Fico's party will have 42 seats in Slovakia's 150-seat Parliament. However, none of the parties managed to secure a majority i the elections - necessitating a coalition to form the next government.
The 59-year-old Fico, who campaigned on an anti-Western and pro-Russian message, will become the country's fourth Prime Minister if he manages to find coalition parties to achieve a parliamentary majority. The left-wing Hlas party came third, led by Fico's former deputy Peter Pellegrini, who parted ways following the party's loss in 2020 elections.
In a televised address, Caputova stressed that the new government would have to be “a government which will serve all citizens". She has been suing Fico over repeated accusations of being an "American agent" and serving foreign interests.
Pro-West newcomer, the Progressive Slovakia party, came second in the elections with 18% of the votes. The party's leader Michal Simecka said that they respected the result. "But it’s bad news for Slovakia. And it would be even worse if Robert Fico manages to create a government," he added. Simecka has volunteered for the post of PM if Fico fails to garner support.
Fico's stance on Russia and Ukraine
Slovakia, as part of the European Union and NATO, has supported Ukraine for long by calling for sanctions against Russia. However, things are expected to dramatically change if Fico, who has blamed "Ukraine fascists and Nazis" for provoking Russian President Vladimir Putin for the invasion, returns to power.
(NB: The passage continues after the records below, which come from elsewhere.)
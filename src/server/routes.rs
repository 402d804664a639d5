//! Axum routes for the tone API.

use std::net::SocketAddr;
use std::sync::Arc;

use axum::extract::State;
use axum::extract::rejection::JsonRejection;
use axum::http::StatusCode;
use axum::response::{IntoResponse, Response};
use axum::routing::{get, post};
use axum::{Json, Router};
use serde::{Deserialize, Serialize};
use serde_json::{Value, json};
use tower_http::cors::{Any, CorsLayer};
use tower_http::trace::TraceLayer;
use tracing::info;

use crate::{ToneRewriteService, TonepickerError};

/// Shared state for all handlers.
#[derive(Clone)]
pub struct AppState {
    pub service: Arc<ToneRewriteService>,
}

impl AppState {
    pub fn new(service: Arc<ToneRewriteService>) -> Self {
        Self { service }
    }
}

/// Body of `POST /api/tone/adjust`.
#[derive(Debug, Clone, Default, Deserialize)]
pub struct ToneRequest {
    #[serde(default)]
    pub text: Option<String>,
    #[serde(default)]
    pub x: i32,
    #[serde(default)]
    pub y: i32,
}

/// Successful response of `POST /api/tone/adjust`.
#[derive(Debug, Clone, PartialEq, Serialize, Deserialize)]
#[serde(rename_all = "camelCase")]
pub struct ToneResponse {
    pub adjusted_text: String,
}

/// Build the router with all routes, CORS and request tracing.
pub fn build_router(state: AppState) -> Router {
    let cors = CorsLayer::new()
        .allow_origin(Any)
        .allow_methods(Any)
        .allow_headers(Any);

    Router::new()
        .route("/api/tone/adjust", post(adjust_tone))
        .route("/api/health", get(health))
        .layer(cors)
        .layer(TraceLayer::new_for_http())
        .with_state(state)
}

/// Bind `addr` and serve until the process is stopped.
pub async fn serve(addr: SocketAddr, state: AppState) -> std::io::Result<()> {
    let listener = tokio::net::TcpListener::bind(addr).await?;
    info!(%addr, "listening");
    axum::serve(listener, build_router(state)).await
}

/// POST /api/tone/adjust: rewrite `text` to the tone at `(x, y)`.
///
/// Bodies that fail to parse as a [`ToneRequest`] get a JSON 400 like any
/// other client error.
pub async fn adjust_tone(
    State(state): State<AppState>,
    payload: std::result::Result<Json<ToneRequest>, JsonRejection>,
) -> Response {
    let request = match payload {
        Ok(Json(request)) => request,
        Err(rejection) => {
            return error_response(&TonepickerError::InvalidRequest(rejection.body_text()));
        }
    };

    let text = match request.text.as_deref() {
        Some(text) if !text.trim().is_empty() => text,
        _ => return error_response(&TonepickerError::EmptyText),
    };

    match state.service.rewrite(text, request.x, request.y).await {
        Ok(adjusted_text) => (StatusCode::OK, Json(ToneResponse { adjusted_text })).into_response(),
        Err(e) => error_response(&e),
    }
}

/// GET /api/health: liveness and version.
pub async fn health() -> Json<Value> {
    Json(json!({
        "status": "ok",
        "version": crate::version_string(),
    }))
}

/// `EMPTY_TEXT` is a bare 400; other client errors are a 400 with a
/// message, and everything else is a 502 carrying the diagnostic message.
fn error_response(err: &TonepickerError) -> Response {
    let (status, body) = match err {
        TonepickerError::EmptyText => (StatusCode::BAD_REQUEST, json!({ "error": err.error_code() })),
        e if e.is_client_error() => (
            StatusCode::BAD_REQUEST,
            json!({ "error": e.error_code(), "message": e.to_string() }),
        ),
        e => (
            StatusCode::BAD_GATEWAY,
            json!({ "error": e.error_code(), "message": e.to_string() }),
        ),
    };

    (status, Json(body)).into_response()
}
Fico has continuously opposed EU sanctions on Russia, questions whether Ukraine can force out the invading Russian troops and wants to block Ukraine from joining NATO. He also suggested that the EU and the United States should force a compromise peace deal between the warring countries.
Western experts are worried that Fico will follow on the steps of Hungary PM Victor Orban, in establishing close ties with Russia and oppose the EU. Orban has also argued against supplying arms or economic aid to Ukraine.
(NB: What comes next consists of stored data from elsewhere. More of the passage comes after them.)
//! Configuration loading for tonepickerd.
//!
//! Configuration is loaded from TOML files with the following resolution order:
//! 1. `--config <path>` (CLI flag; must exist)
//! 2. `~/.tonepicker/config.toml` (user)
//! 3. `/etc/tonepicker/config.toml` (system)
//! 4. built-in defaults
//!
//! The API key is loaded separately with mandatory permission checks:
//! 1. `~/.tonepicker/secrets.toml` (user, must be 0600)
//! 2. `/etc/tonepicker/secrets.toml` (system, must be 0600)
//! 3. the `MISTRAL_API_KEY` environment variable

use serde::Deserialize;
use std::fs;
use std::path::{Path, PathBuf};
use std::time::Duration;

use crate::cache::CacheConfig;
use crate::providers::DEFAULT_BASE_URL;
use crate::service::{DEFAULT_MODEL, DEFAULT_TEMPERATURE, ToneRewriteService};
use crate::{Result, TonepickerError};

/// Environment variable consulted when no secrets file provides a key.
pub const API_KEY_ENV_VAR: &str = "MISTRAL_API_KEY";

/// Daemon configuration.
#[derive(Debug, Clone, Default, Deserialize)]
pub struct Config {
    #[serde(default)]
    pub server: ServerConfig,
    #[serde(default)]
    pub upstream: UpstreamConfig,
    #[serde(default)]
    pub cache: CacheSection,
}

/// Server network configuration.
#[derive(Debug, Clone, Deserialize)]
pub struct ServerConfig {
    /// Address to bind to (default: 127.0.0.1:8080).
    #[serde(default = "default_address")]
    pub address: String,
}

impl Default for ServerConfig {
    fn default() -> Self {
        Self {
            address: default_address(),
        }
    }
}

fn default_address() -> String {
    "127.0.0.1:8080".to_string()
}

/// Upstream chat API settings.
#[derive(Debug, Clone, Deserialize)]
pub struct UpstreamConfig {
    #[serde(default = "default_base_url")]
    pub base_url: String,
    #[serde(default = "default_model")]
    pub model: String,
    #[serde(default = "default_temperature")]
    pub temperature: f32,
}

impl Default for UpstreamConfig {
    fn default() -> Self {
        Self {
            base_url: default_base_url(),
            model: default_model(),
            temperature: default_temperature(),
        }
    }
}

fn default_base_url() -> String {
    DEFAULT_BASE_URL.to_string()
}

fn default_model() -> String {
    DEFAULT_MODEL.to_string()
}

fn default_temperature() -> f32 {
    DEFAULT_TEMPERATURE
}

/// Rewrite cache settings.
#[derive(Debug, Clone, Deserialize)]
pub struct CacheSection {
    /// Entry time-to-live in seconds (default: 600).
    #[serde(default = "default_ttl_secs")]
    pub ttl_secs: u64,
}

impl Default for CacheSection {
    fn default() -> Self {
        Self {
            ttl_secs: default_ttl_secs(),
        }
    }
}

fn default_ttl_secs() -> u64 {
    600
}

impl From<&CacheSection> for CacheConfig {
    fn from(section: &CacheSection) -> Self {
        CacheConfig::new().ttl(Duration::from_secs(section.ttl_secs))
    }
}

/// Secrets configuration (API key).
#[derive(Debug, Clone, Default, Deserialize)]
pub struct Secrets {
    #[serde(default)]
    pub mistral: Option<ApiKeySecret>,
}

/// A single API key secret.
#[derive(Debug, Clone, Deserialize)]
pub struct ApiKeySecret {
    pub api_key: String,
}

impl Config {
    /// Load configuration from the standard locations.
    ///
    /// An explicit path that does not exist is an error; when no path is
    /// given and no standard file exists, defaults are used.
    pub fn load(explicit_path: Option<&Path>) -> Result<Self> {
        match Self::resolve_config_path(explicit_path)? {
            Some(path) => Self::load_from_file(&path),
            None => Ok(Config::default()),
        }
    }

    /// Parse a config file.
    pub fn load_from_file(path: &Path) -> Result<Self> {
        let content = fs::read_to_string(path).map_err(|e| {
            TonepickerError::Configuration(format!("Failed to read config file {path:?}: {e}"))
        })?;
        toml::from_str(&content).map_err(|e| {
            TonepickerError::Configuration(format!("Failed to parse config file {path:?}: {e}"))
        })
    }

    /// Resolve the config file path.
    fn resolve_config_path(explicit: Option<&Path>) -> Result<Option<PathBuf>> {
        if let Some(path) = explicit {
            if path.exists() {
                return Ok(Some(path.to_path_buf()));
            }
            return Err(TonepickerError::Configuration(format!(
                "Config file not found: {path:?}"
            )));
        }

        // User config
        if let Some(home) = dirs::home_dir() {
            let user_config = home.join(".tonepicker").join("config.toml");
            if user_config.exists() {
                return Ok(Some(user_config));
            }
        }

        // System config
        let system_config = PathBuf::from("/etc/tonepicker/config.toml");
        if system_config.exists() {
            return Ok(Some(system_config));
        }

        Ok(None)
    }

    /// Build the rewrite service described by this config.
    pub fn build_service(&self, api_key: Option<String>) -> Result<ToneRewriteService> {
        ToneRewriteService::builder()
            .maybe_api_key(api_key)
            .base_url(&self.upstream.base_url)
            .model(&self.upstream.model)
            .temperature(self.upstream.temperature)
            .cache_config(&CacheConfig::from(&self.cache))
            .build()
    }
}

impl Secrets {
    /// Load secrets from the standard locations with permission checks.
    ///
    /// Returns empty secrets if no file exists (the key may come from the
    /// environment instead).
    pub fn load() -> Result<Self> {
        // Try user secrets first
        if let Some(home) = dirs::home_dir() {
            let user_secrets = home.join(".tonepicker").join("secrets.toml");
            if user_secrets.exists() {
                return Self::load_from_file(&user_secrets);
            }
        }

        // Try system secrets
        let system_secrets = PathBuf::from("/etc/tonepicker/secrets.toml");
        if system_secrets.exists() {
            return Self::load_from_file(&system_secrets);
        }

        Ok(Secrets::default())
    }

    /// Load a secrets file after checking its permissions.
    pub fn load_from_file(path: &Path) -> Result<Self> {
        Self::check_permissions(path)?;
        let content = fs::read_to_string(path).map_err(|e| {
            TonepickerError::Configuration(format!("Failed to read secrets file {path:?}: {e}"))
        })?;
        toml::from_str(&content).map_err(|e| {
            TonepickerError::Configuration(format!("Failed to parse secrets file {path:?}: {e}"))
        })
    }

    /// Check that the secrets file has secure permissions (0600 or 0400).
    #[cfg(unix)]
    fn check_permissions(path: &Path) -> Result<()> {
        use std::os::unix::fs::PermissionsExt;

        let metadata = fs::metadata(path).map_err(|e| {
            TonepickerError::Configuration(format!("Failed to stat secrets file {path:?}: {e}"))
        })?;

        let mode = metadata.permissions().mode();
        // Reject if group or other bits are set
        if mode & 0o077 != 0 {
            return Err(TonepickerError::Configuration(format!(
                "Secrets file {path:?} has insecure permissions {:o}. Must be 0600 or 0400.",
                mode & 0o777
            )));
        }

        Ok(())
    }

    #[cfg(not(unix))]
    fn check_permissions(_path: &Path) -> Result<()> {
        Ok(())
    }

    /// API key from the secrets file, falling back to `MISTRAL_API_KEY`.
    pub fn api_key(&self) -> Option<String> {
        self.api_key_or(std::env::var(API_KEY_ENV_VAR).ok())
    }

    /// API key from the secrets file, falling back to `fallback`.
    /// Blank values are skipped.
    pub fn api_key_or(&self, fallback: Option<String>) -> Option<String> {
        self.mistral
            .as_ref()
            .map(|s| s.api_key.clone())
            .filter(|k| !k.trim().is_empty())
            .or(fallback)
            .filter(|k| !k.trim().is_empty())
    }
}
There is speculation that Fico, if he becomes PM, could cooperate with Orban to create hurdles for the European bloc. If Poland’s governing Law and Justice party manages to win in Polish parliamentary elections next month, this resistance is likely to become even stronger.
Fico was forced to resign in March 2018 after mass protests over the murder of investigative journalist Jan Kuciak, who reported on corruption within his party, and his fiancée, Martina Kušnírová. Fico is also known for his campaign against immigration and LGBTQ+ rights.